* **WHAT IS BEING ASKED**
Please repeat only the stretch of records running from the first line through the line that contains "pub use alerts::AlertsRepository;".
--------------------------------------------------
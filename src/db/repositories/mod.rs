pub mod alerts;
pub mod checkpoints;
pub mod geofence_events;
pub mod guards;
pub mod panic_alerts;
pub mod scans;
pub mod shifts;
pub mod sites;
pub mod users;

pub use alerts::AlertsRepository;
pub use checkpoints::CheckpointsRepository;
pub use geofence_events::GeofenceEventsRepository;
pub use guards::GuardsRepository;
pub use panic_alerts::PanicAlertsRepository;
pub use scans::ScansRepository;
pub use shifts::ShiftsRepository;
pub use sites::SitesRepository;
pub use users::UsersRepository;
use serde::{Deserialize, Serialize};
use std::fmt::{Display, Formatter};
use uuid::Uuid;

/// Event types carried on the change bus
#[derive(Debug, Clone, Serialize, Deserialize, PartialEq, Eq, Hash)]
pub enum EventType {
    // Scan events
    ScanRecorded,

    // Shift events
    ShiftStarted,
    ShiftEnded,

    // Geofence events
    GeofenceEntered,
    GeofenceExited,

    // Alert events
    AlertRaised,
    AlertAcknowledged,

    // Panic events
    PanicTriggered,
    PanicAcknowledged,
    PanicResolved,

    // Computed state
    ComplianceUpdated,

    // System events
    SystemStartup,
    SystemShutdown,
}

impl EventType {
    /// Routing pattern matching this event type from any source
    pub fn pattern(&self) -> String {
        format!("{}.#", self)
    }
}

impl Display for EventType {
    fn fmt(&self, f: &mut Formatter<'_>) -> std::fmt::Result {
        match self {
            Self::ScanRecorded => write!(f, "scan.recorded"),
            Self::ShiftStarted => write!(f, "shift.started"),
            Self::ShiftEnded => write!(f, "shift.ended"),
            Self::GeofenceEntered => write!(f, "geofence.entered"),
            Self::GeofenceExited => write!(f, "geofence.exited"),
            Self::AlertRaised => write!(f, "alert.raised"),
            Self::AlertAcknowledged => write!(f, "alert.acknowledged"),
            Self::PanicTriggered => write!(f, "panic.triggered"),
            Self::PanicAcknowledged => write!(f, "panic.acknowledged"),
            Self::PanicResolved => write!(f, "panic.resolved"),
            Self::ComplianceUpdated => write!(f, "compliance.updated"),
            Self::SystemStartup => write!(f, "system.startup"),
            Self::SystemShutdown => write!(f, "system.shutdown"),
        }
    }
}

/// Event message structure
#[derive(Debug, Clone, Serialize, Deserialize)]
pub struct EventMessage {
    /// Unique event ID
    pub id: Uuid,
    /// Event type
    pub event_type: EventType,
    /// Entity the event is about (guard, shift, alert...)
    pub source_id: Option<Uuid>,
    /// Event timestamp
    pub timestamp: chrono::DateTime<chrono::Utc>,
    /// Event data payload
    pub payload: serde_json::Value,
}

impl EventMessage {
    /// Create a new event message
    pub fn new(event_type: EventType, source_id: Option<Uuid>, payload: serde_json::Value) -> Self {
        Self {
            id: Uuid::new_v4(),
            event_type,
            source_id,
            timestamp: chrono::Utc::now(),
            payload,
        }
    }

    /// Get the routing key for the event
    pub fn routing_key(&self) -> String {
        match &self.source_id {
            Some(id) => format!("{}.{}", self.event_type, id),
            None => self.event_type.to_string(),
        }
    }

    /// Deserialize the payload into a typed value
    pub fn payload_as<T: serde::de::DeserializeOwned>(&self) -> Result<T, serde_json::Error> {
        serde_json::from_value(self.payload.clone())
    }
}

/// AMQP topic matching: `*` matches exactly one word, `#` zero or more
pub fn topic_matches(pattern: &str, routing_key: &str) -> bool {
    let pattern: Vec<&str> = pattern.split('.').collect();
    let key: Vec<&str> = routing_key.split('.').collect();
    match_words(&pattern, &key)
}

fn match_words(pattern: &[&str], key: &[&str]) -> bool {
    match pattern.split_first() {
        None => key.is_empty(),
        Some((&"#", rest)) => (0..=key.len()).any(|skip| match_words(rest, &key[skip..])),
        Some((&"*", rest)) => !key.is_empty() && match_words(rest, &key[1..]),
        Some((word, rest)) => key.first() == Some(word) && match_words(rest, &key[1..]),
    }
}
use crate::db::models::alert_models::{Alert, AlertSeverity, AlertType};
use crate::db::models::shift_models::Shift;
use crate::db::store::{CheckpointStore, GuardStore, ShiftStore};
use crate::engine::{most_urgent, DueStatus, Threshold, ThresholdTracker};
use crate::error::Error;
use crate::security::Actor;
use crate::services::alerts::AlertService;
use anyhow::Result;
use chrono::{DateTime, Utc};
use log::{error, info, warn};
use std::collections::{HashMap, HashSet};
use std::sync::{Arc, Mutex};
use tokio::sync::RwLock;
use tokio::time::{interval, Duration, MissedTickBehavior};
use tokio_util::sync::CancellationToken;
use uuid::Uuid;

/// Server-side countdown for every guard on an active shift.
///
/// Each tick computes the countdown of every required checkpoint per guard
/// and raises an alert the first time a due cycle crosses the warning window
/// or becomes overdue. The most urgent checkpoint is kept for display only.
pub struct DueTimeMonitor {
    shifts_repo: Arc<dyn ShiftStore>,
    checkpoints_repo: Arc<dyn CheckpointStore>,
    guards_repo: Arc<dyn GuardStore>,
    alerts: Arc<AlertService>,
    tick: Duration,
    warning_window: chrono::Duration,
    trackers: Mutex<HashMap<Uuid, ThresholdTracker>>,
    latest: RwLock<HashMap<Uuid, Option<DueStatus>>>,
}

impl DueTimeMonitor {
    pub fn new(
        shifts_repo: Arc<dyn ShiftStore>,
        checkpoints_repo: Arc<dyn CheckpointStore>,
        guards_repo: Arc<dyn GuardStore>,
        alerts: Arc<AlertService>,
        tick: Duration,
        warning_window: chrono::Duration,
    ) -> Self {
        Self {
            shifts_repo,
            checkpoints_repo,
            guards_repo,
            alerts,
            tick,
            warning_window,
            trackers: Mutex::new(HashMap::new()),
            latest: RwLock::new(HashMap::new()),
        }
    }

    pub async fn start(self: Arc<Self>, shutdown: CancellationToken) -> Result<()> {
        info!("Starting due-time monitor (tick {} ms)", self.tick.as_millis());

        tokio::spawn(async move {
            let mut ticker = interval(self.tick);
            ticker.set_missed_tick_behavior(MissedTickBehavior::Skip);

            loop {
                tokio::select! {
                    _ = shutdown.cancelled() => break,
                    _ = ticker.tick() => {}
                }

                if let Err(e) = self.run_tick(Utc::now()).await {
                    error!("Error running due-time tick: {}", e);
                }
            }
            info!("Due-time monitor stopped");
        });

        Ok(())
    }

    /// One pass over all active shifts. A threshold counts as fired only
    /// once its alert is stored; a failed raise is retried on the next tick.
    pub async fn run_tick(&self, now: DateTime<Utc>) -> Result<()> {
        let shifts = self.shifts_repo.get_active().await?;

        let mut latest = HashMap::with_capacity(shifts.len());
        let mut crossed = Vec::new();

        for shift in &shifts {
            let rows = self
                .checkpoints_repo
                .required_with_last_scan(&shift.site_id, &shift.guard_id)
                .await?;
            let statuses = rows
                .iter()
                .map(|row| DueStatus::compute(row, now))
                .collect::<Result<Vec<_>, Error>>()?;
            let watched: HashSet<Uuid> = rows.iter().map(|row| row.id).collect();

            {
                let mut trackers = self.lock_trackers();
                let tracker = trackers
                    .entry(shift.guard_id)
                    .or_insert_with(|| ThresholdTracker::new(self.warning_window));
                tracker.retain(&watched);

                for status in statuses {
                    if let Some(threshold) = tracker.pending(&status) {
                        let alert = threshold_alert(threshold, &status, shift);
                        crossed.push((shift.guard_id, status, threshold, alert));
                    }
                }
            }

            latest.insert(shift.guard_id, most_urgent(&rows, now)?);
        }

        {
            let mut trackers = self.lock_trackers();
            trackers.retain(|guard_id, _| latest.contains_key(guard_id));
        }
        *self.latest.write().await = latest;

        for (guard_id, status, threshold, alert) in crossed {
            match self.alerts.raise(alert).await {
                Ok(_) => {
                    if let Some(tracker) = self.lock_trackers().get_mut(&guard_id) {
                        tracker.mark_fired(&status, threshold);
                    }
                }
                Err(e) => warn!(
                    "Failed to raise {:?} alert for checkpoint {}, retrying next tick: {}",
                    threshold, status.name, e
                ),
            }
        }

        Ok(())
    }

    /// Most urgent checkpoint for a guard. Guards on an active shift get the
    /// last tick's pick; others are computed on demand for their home site.
    pub async fn next_checkpoint(&self, guard_id: Uuid, actor: &Actor) -> Result<Option<DueStatus>> {
        let guard = self
            .guards_repo
            .get_by_id(&guard_id)
            .await?
            .ok_or_else(|| Error::NotFound(format!("Guard {} not found", guard_id)))?;
        actor.ensure_acts_for(guard.id, guard.site_id)?;

        if let Some(status) = self.latest.read().await.get(&guard.id) {
            return Ok(status.clone());
        }

        let site_id = match guard.site_id {
            Some(site_id) => site_id,
            None => return Ok(None),
        };
        let rows = self
            .checkpoints_repo
            .required_with_last_scan(&site_id, &guard.id)
            .await?;

        Ok(most_urgent(&rows, Utc::now())?)
    }

    fn lock_trackers(&self) -> std::sync::MutexGuard<'_, HashMap<Uuid, ThresholdTracker>> {
        self.trackers
            .lock()
            .unwrap_or_else(|poisoned| poisoned.into_inner())
    }
}

/// Alert for a threshold crossed by one of the guard's checkpoints
fn threshold_alert(threshold: Threshold, status: &DueStatus, shift: &Shift) -> Alert {
    match threshold {
        Threshold::Overdue => Alert::new(
            AlertType::CheckpointOverdue,
            AlertSeverity::High,
            shift.site_id,
            Some(shift.guard_id),
            format!("Checkpoint {} is overdue", status.name),
        ),
        Threshold::Warning => Alert::new(
            AlertType::CheckpointDueSoon,
            AlertSeverity::Low,
            shift.site_id,
            Some(shift.guard_id),
            format!(
                "Checkpoint {} is due in {} seconds",
                status.name,
                status.time_left.num_seconds().max(0)
            ),
        ),
    }
}
use crate::{
    db::models::site_models::Site,
    db::store::SiteStore,
    error::Error,
};
use anyhow::Result;
use async_trait::async_trait;
use sqlx::PgPool;
use std::sync::Arc;
use uuid::Uuid;

/// Sites repository
#[derive(Clone)]
pub struct SitesRepository {
    pool: Arc<PgPool>,
}

impl SitesRepository {
    pub fn new(pool: Arc<PgPool>) -> Self {
        Self { pool }
    }
}

#[async_trait]
impl SiteStore for SitesRepository {
    /// Get site by ID
    async fn get_by_id(&self, id: &Uuid) -> Result<Option<Site>> {
        let site = sqlx::query_as::<_, Site>(
            r#"
            SELECT id, name, center_lat, center_lon, geofence_radius_m, created_at
            FROM sites
            WHERE id = $1
            "#,
        )
        .bind(id)
        .fetch_optional(&*self.pool)
        .await
        .map_err(|e| Error::Database(format!("Failed to get site by ID: {}", e)))?;

        Ok(site)
    }
}
pub mod rest;
pub mod websocket;

pub use rest::{ApiError, ApiResult, AppState, RestApi};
--------------------------------------------------
* **SOLVED PROBLEM**
filename src/db/repositories/mod.rs
pub mod alerts;
pub mod checkpoints;
pub mod geofence_events;
pub mod guards;
pub mod panic_alerts;
pub mod scans;
pub mod shifts;
pub mod sites;
pub mod users;

pub use alerts::AlertsRepository;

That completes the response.